Benefits of whole grain toast

  1. Nutritious: Whole grain toast is a good source of essential nutrients. It contains vitamins such as vitamin B, vitamin E, and minerals such as iron, magnesium, and zinc. These nutrients contribute to overall health and support various bodily functions.
  2. Dietary Fiber: Whole grain toast is high in fiber, which has several health benefits. Fiber aids in digestion, helps maintain regular bowel movements, and promotes satiety, which can help with weight management. It also supports heart health by lowering cholesterol and regulating blood sugar levels.
  3. Slow release of energy: The complex carbohydrates in whole grain toast provide a steady release of energy throughout the day. This can help maintain energy levels, prevent energy crashes, and support brain function.
  4. Weight management: Adding whole grain toast to your diet can help with weight management. The fiber content helps you feel fuller for longer, reducing the likelihood of overeating. Whole grain toast can be a satisfying and nutritious choice for breakfast or as part of a balanced meal.
  5. Heart Health: Whole grain toast has been linked to a reduced risk of heart disease. The fiber and nutrients found in whole grains help lower blood pressure and improve cholesterol levels. Incorporating whole grain toast into a heart-healthy diet may have long-term benefits for cardiovascular health.

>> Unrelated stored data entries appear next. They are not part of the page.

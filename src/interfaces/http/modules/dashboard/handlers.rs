//! Dashboard handlers

use axum::extract::{Query, State};
use axum::Json;
use tracing::warn;

use super::dto::DashboardView;
use crate::interfaces::http::common::NoticeParams;
use crate::interfaces::http::router::AppState;

/// Status view: current tank levels and fuel prices.
///
/// When the database is unreachable the view still renders, with empty
/// listings and a connectivity warning.
#[utoipa::path(
    get,
    path = "/",
    tag = "Dashboard",
    params(NoticeParams),
    responses(
        (status = 200, description = "Tank and fuel-type listings", body = DashboardView)
    )
)]
pub async fn show_dashboard(
    State(state): State<AppState>,
    Query(params): Query<NoticeParams>,
) -> Json<DashboardView> {
    let notice = params.into_notice();
    match state.repo.dashboard().await {
        Ok(data) => Json(DashboardView::from_domain(data, notice)),
        Err(e) => {
            warn!("dashboard unavailable: {}", e);
            Json(DashboardView::unavailable(e.to_string(), notice))
        }
    }
}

Disadvantages of whole grain toast

  1. Gluten Sensitivity: Whole grain toast contains gluten, a protein found in wheat and other grains. Individuals with gluten sensitivity or celiac disease should avoid whole grain toast or choose gluten-free bread alternatives.
  2. Calories: While whole grain toast is a nutritious choice, it is important to be mindful of portion sizes. Whole grain toast does contain calories, and excessive consumption can contribute to weight gain. It is best to enjoy whole grain toast as part of a balanced diet.
  3. Whole grain availability: Not all bread marketed as “whole grain” may be made from whole grains. Some products may contain refined grains, additives, or preservatives. It is important to read labels carefully and choose bread that is truly whole grain.

Conclusion

whole grain toast is a nutritious breakfast option that provides essential nutrients, fiber, and sustained energy. It offers numerous health benefits, including improved heart health, weight management, and digestive health. However, individuals with gluten sensitivity should avoid it, and portion control is important due to its caloric content. Choosing whole grains is also important. Incorporating whole grain toast into a balanced diet can contribute to a healthy lifestyle and overall well-being.

Questions and Answers

Is whole grain toast suitable for individuals with gluten sensitivity?
No, whole grain toast contains gluten, which can be problematic for individuals with gluten sensitivity or celiac disease. They should opt for gluten-free bread alternatives made from grains like rice, quinoa, or oats.
Can whole grain toast help with weight management?
Yes, whole grain toast can aid in weight management. The high fiber content promotes feelings of fullness, which can reduce overeating. Additionally, the slow release of energy from complex carbohydrates can help maintain energy levels and prevent sudden hunger cravings.
How can I ensure that the whole grain toast I choose is truly made from whole grains?
It’s important to carefully read labels when selecting whole grain toast. Look for bread that explicitly states “100% whole grain” or “100% whole wheat” on the packaging. Avoid products that contain refined grains, additives, or preservatives.
Can whole grain toast benefit heart health?
Yes, whole grain toast is beneficial for heart health. The fiber and nutrients present in whole grains help lower blood pressure and improve cholesterol levels, reducing the risk of heart disease. Incorporating whole grain toast into a heart-healthy diet can have long-term cardiovascular benefits.
Is whole grain toast suitable for individuals following a low-carb diet?
Whole grain toast is not typically recommended for low-carb diets, as it contains carbohydrates. However, the carbohydrates in whole grain toast are complex and provide sustained energy. If you are following a low-carb diet, there are other bread alternatives available that are lower in carbohydrates, such as almond flour or coconut flour bread.